Florida’s medical marijuana law is a “vertically integrated” system. This means that license holders have to grow, distribute and process all medical marijuana products from seed to sale. A Florida Appellate court has deemed the “vertical integration” unconstitutional.
One of the biggest questions regarding this ruling is the licensing process, according to the South Florida Sun Sentinel. Lawyers representing the state are arguing that the licensing process for dispensaries should be overturned. This has been a constant issue in the state, but is only now coming to a point where it can impact the industry and the state’s patients.

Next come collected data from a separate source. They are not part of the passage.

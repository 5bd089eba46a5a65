//! RNG module - seeded 7-bag piece generation
//!
//! Every run of seven draws contains each piece kind exactly once. A bag is
//! shuffled only when the previous one is used up, so two generators built
//! from the same seed hand out identical sequences. Two-player sessions rely
//! on that to give both boards the same pieces.

use crate::types::PieceKind;

/// Linear congruential RNG (Numerical Recipes constants)
#[derive(Debug, Clone)]
pub struct SimpleRng {
    state: u32,
}

impl SimpleRng {
    pub fn new(seed: u32) -> Self {
        // a zero state never leaves zero
        let state = if seed == 0 { 1 } else { seed };
        Self { state }
    }

    pub fn next_u32(&mut self) -> u32 {
        self.state = self.state.wrapping_mul(1664525).wrapping_add(1013904223);
        self.state
    }

    /// Random value in `[0, max)`
    pub fn next_range(&mut self, max: u32) -> u32 {
        self.next_u32() % max
    }

    /// Fisher-Yates shuffle
    pub fn shuffle<T>(&mut self, slice: &mut [T]) {
        for i in (1..slice.len()).rev() {
            let j = self.next_range((i + 1) as u32) as usize;
            slice.swap(i, j);
        }
    }
}

/// Seeded 7-bag generator
///
/// Implements [`Iterator`] as an endless stream of kinds.
///
/// # Examples
///
/// ```
/// use tetris_ai_core::rng::PieceGenerator;
///
/// let mut a = PieceGenerator::new(42);
/// let mut b = PieceGenerator::new(42);
/// for _ in 0..21 {
///     assert_eq!(a.draw(), b.draw());
/// }
/// ```
#[derive(Debug, Clone)]
pub struct PieceGenerator {
    bag: [PieceKind; 7],
    /// Next undrawn slot; 7 means the bag is used up
    cursor: usize,
    rng: SimpleRng,
    seed: u32,
}

impl PieceGenerator {
    pub fn new(seed: u32) -> Self {
        Self {
            bag: PieceKind::ALL,
            cursor: PieceKind::ALL.len(),
            rng: SimpleRng::new(seed),
            seed,
        }
    }

    fn shuffled_bag(rng: &mut SimpleRng) -> [PieceKind; 7] {
        let mut bag = PieceKind::ALL;
        rng.shuffle(&mut bag);
        bag
    }

    /// Remove and return the next kind, refilling the bag when it is empty
    pub fn draw(&mut self) -> PieceKind {
        if self.cursor >= self.bag.len() {
            self.bag = Self::shuffled_bag(&mut self.rng);
            self.cursor = 0;
        }
        let kind = self.bag[self.cursor];
        self.cursor += 1;
        kind
    }

    /// The kind the next [`draw`](Self::draw) will return, without consuming it
    ///
    /// When the bag is empty the upcoming bag is shuffled on a copy of the RNG,
    /// which yields the same order the real refill will.
    pub fn peek(&self) -> PieceKind {
        if self.cursor < self.bag.len() {
            return self.bag[self.cursor];
        }
        let mut preview = self.rng.clone();
        Self::shuffled_bag(&mut preview)[0]
    }

    /// Kinds left in the current bag
    pub fn remaining(&self) -> &[PieceKind] {
        &self.bag[self.cursor..]
    }

    /// Seed this generator was created with
    pub fn seed(&self) -> u32 {
        self.seed
    }
}

impl Default for PieceGenerator {
    fn default() -> Self {
        Self::new(1)
    }
}

impl Iterator for PieceGenerator {
    type Item = PieceKind;

    fn next(&mut self) -> Option<PieceKind> {
        Some(self.draw())
    }
}
//! Session state variants

use tetris_ai_engine::Pilot;
use tetris_ai_types::{PlayerType, UiState};

/// Exactly one of these is active per session
///
/// The automated variants carry their pilot, so a paused session resumes
/// with the plan it had.
#[derive(Debug, Clone, PartialEq, Eq)]
pub enum SessionState {
    /// Human control
    Playing,
    /// Local search drives the piece
    AiPlaying(Pilot),
    /// The external advisor drives the piece
    ExternalPlaying(Pilot),
    /// Suspended; holds the state to resume, if one was captured
    Paused(Option<Box<SessionState>>),
    GameOver,
}

impl SessionState {
    /// Fresh playing variant for a player type
    pub fn initial(player: PlayerType) -> Self {
        match player {
            PlayerType::Human => SessionState::Playing,
            PlayerType::Ai => SessionState::AiPlaying(Pilot::new()),
            PlayerType::External => SessionState::ExternalPlaying(Pilot::new()),
        }
    }

    pub fn ui_state(&self) -> UiState {
        match self {
            SessionState::Playing
            | SessionState::AiPlaying(_)
            | SessionState::ExternalPlaying(_) => UiState::Playing,
            SessionState::Paused(_) => UiState::Paused,
            SessionState::GameOver => UiState::GameOver,
        }
    }

    pub fn name(&self) -> &'static str {
        match self {
            SessionState::Playing => "playing",
            SessionState::AiPlaying(_) => "ai_playing",
            SessionState::ExternalPlaying(_) => "external_playing",
            SessionState::Paused(_) => "paused",
            SessionState::GameOver => "game_over",
        }
    }

    /// Pilot of the active or paused automated variant
    pub fn pilot(&self) -> Option<&Pilot> {
        match self {
            SessionState::AiPlaying(p) | SessionState::ExternalPlaying(p) => Some(p),
            SessionState::Paused(Some(target)) => target.pilot(),
            _ => None,
        }
    }

    pub(crate) fn pilot_mut(&mut self) -> Option<&mut Pilot> {
        match self {
            SessionState::AiPlaying(p) | SessionState::ExternalPlaying(p) => Some(p),
            SessionState::Paused(Some(target)) => target.pilot_mut(),
            _ => None,
        }
    }
}

impl Default for SessionState {
    fn default() -> Self {
        SessionState::Playing
    }
}
//! Headless runner (default binary).
//!
//! Plays one session, or two paired sessions with `--players 2`, without
//! sleeping between ticks, then prints the final boards and scores.
//!
//! Args: `[--ticks N] [--players 1|2]`. Everything else comes from the
//! environment (see `SessionConfig::from_env`, `LedgerConfig::from_env` and
//! `AdvisorConfig::from_env`); set `TETRIS_LEDGER_PATH` to record scores.

use std::sync::Arc;
use std::time::Duration;

use anyhow::{Context, Result};
use log::{info, warn};

use tetris_ai::adapter::TcpAdvisor;
use tetris_ai::ledger::{Ledger, LedgerConfig};
use tetris_ai::session::{Session, SessionConfig, SessionPair};
use tetris_ai::types::{PlayerType, UiState};

const DEFAULT_TICKS: u64 = 10_000;

struct Args {
    ticks: u64,
    players: usize,
}

fn parse_args() -> Args {
    let mut args = Args {
        ticks: DEFAULT_TICKS,
        players: 1,
    };
    let mut it = std::env::args().skip(1);
    while let Some(arg) = it.next() {
        match arg.as_str() {
            "--ticks" => {
                if let Some(v) = it.next() {
                    args.ticks = v.parse().unwrap_or(args.ticks);
                }
            }
            "--players" => {
                if let Some(v) = it.next() {
                    args.players = v.parse().unwrap_or(args.players).clamp(1, 2);
                }
            }
            other => warn!("ignoring unknown argument {other}"),
        }
    }
    args
}

fn open_ledger() -> Option<Arc<Ledger>> {
    std::env::var_os("TETRIS_LEDGER_PATH")?;
    match Ledger::open(LedgerConfig::from_env()) {
        Ok(ledger) => Some(Arc::new(ledger)),
        Err(e) => {
            warn!("score ledger disabled: {e:#}");
            None
        }
    }
}

fn attach_advisor(session: &mut Session) -> Result<()> {
    if session.config().player != PlayerType::External {
        return Ok(());
    }
    match TcpAdvisor::from_env().context("start advisor client")? {
        Some(advisor) => {
            info!("advisor at {}", advisor.config().address());
            session.set_advisor(Box::new(advisor));
        }
        None => warn!("advisor disabled; the external player will stay frozen"),
    }
    Ok(())
}

fn report(label: &str, session: &mut Session) {
    let snap = session.snapshot();
    println!("== {label} ({}, {}) ==", snap.player.as_str(), snap.ui_state.as_str());
    print!("{}", snap.board.render_ascii());
    let score = snap.final_score.unwrap_or(snap.score);
    println!("score {score}  lines {}  pieces {}", snap.lines, snap.board.piece_id);

    if let Some(handle) = session.take_submission() {
        let recorded = handle.wait(Duration::from_secs(5));
        println!("score recorded: {recorded}");
    } else if session.ui_state() != UiState::GameOver && session.score() > 0 {
        println!("score recorded: {}", session.submit_score());
    }
}

fn main() -> Result<()> {
    env_logger::init();
    let args = parse_args();
    let config = SessionConfig::from_env().context("session configuration")?;
    let ledger = open_ledger();

    if args.players == 2 {
        let right = SessionConfig {
            player_name: format!("{} (2)", config.player_name),
            ..config.clone()
        };
        let mut pair = SessionPair::new(config, right, ledger.clone())?;
        attach_advisor(&mut pair.left)?;
        pair.start();
        for _ in 0..args.ticks {
            if pair.is_over() {
                break;
            }
            pair.tick();
        }
        report("player 1", &mut pair.left);
        report("player 2", &mut pair.right);
    } else {
        let mut session = Session::new(config)?;
        if let Some(ledger) = &ledger {
            session = session.with_ledger(Arc::clone(ledger));
        }
        attach_advisor(&mut session)?;
        session.start();
        for _ in 0..args.ticks {
            if session.ui_state() == UiState::GameOver {
                break;
            }
            session.tick();
        }
        report("player 1", &mut session);
    }

    if let Some(ledger) = ledger {
        for (rank, entry) in ledger.top_scores().iter().enumerate() {
            println!("{:>2}. {:<16} {}", rank + 1, entry.player_name, entry.score);
        }
    }
    Ok(())
}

The lawyers said, via statement, “The uncertainty surrounding the current licensing and enforcement of MMTCs (medical marijuana treatment centers) during this ‘reasonable period of time,’ coupled with the near certain litigation surrounding the (health) department’s implementation of an entirely new medical marijuana regulatory and licensing structure, will only serve to draw out the court-ordered ‘wholesale restructuring of the medical marijuana industry in Florida.’”
Governor DeSantis questions the vertical integration system. He’s unsure whether it is the right approach for the state.
As the battle continues, the Florida medical marijuana industry could face a few more bumps in the road before the law is finalized and lawsuits stop being filed. It’s unsure whether the “vertical integration” portion of the law will remain intact.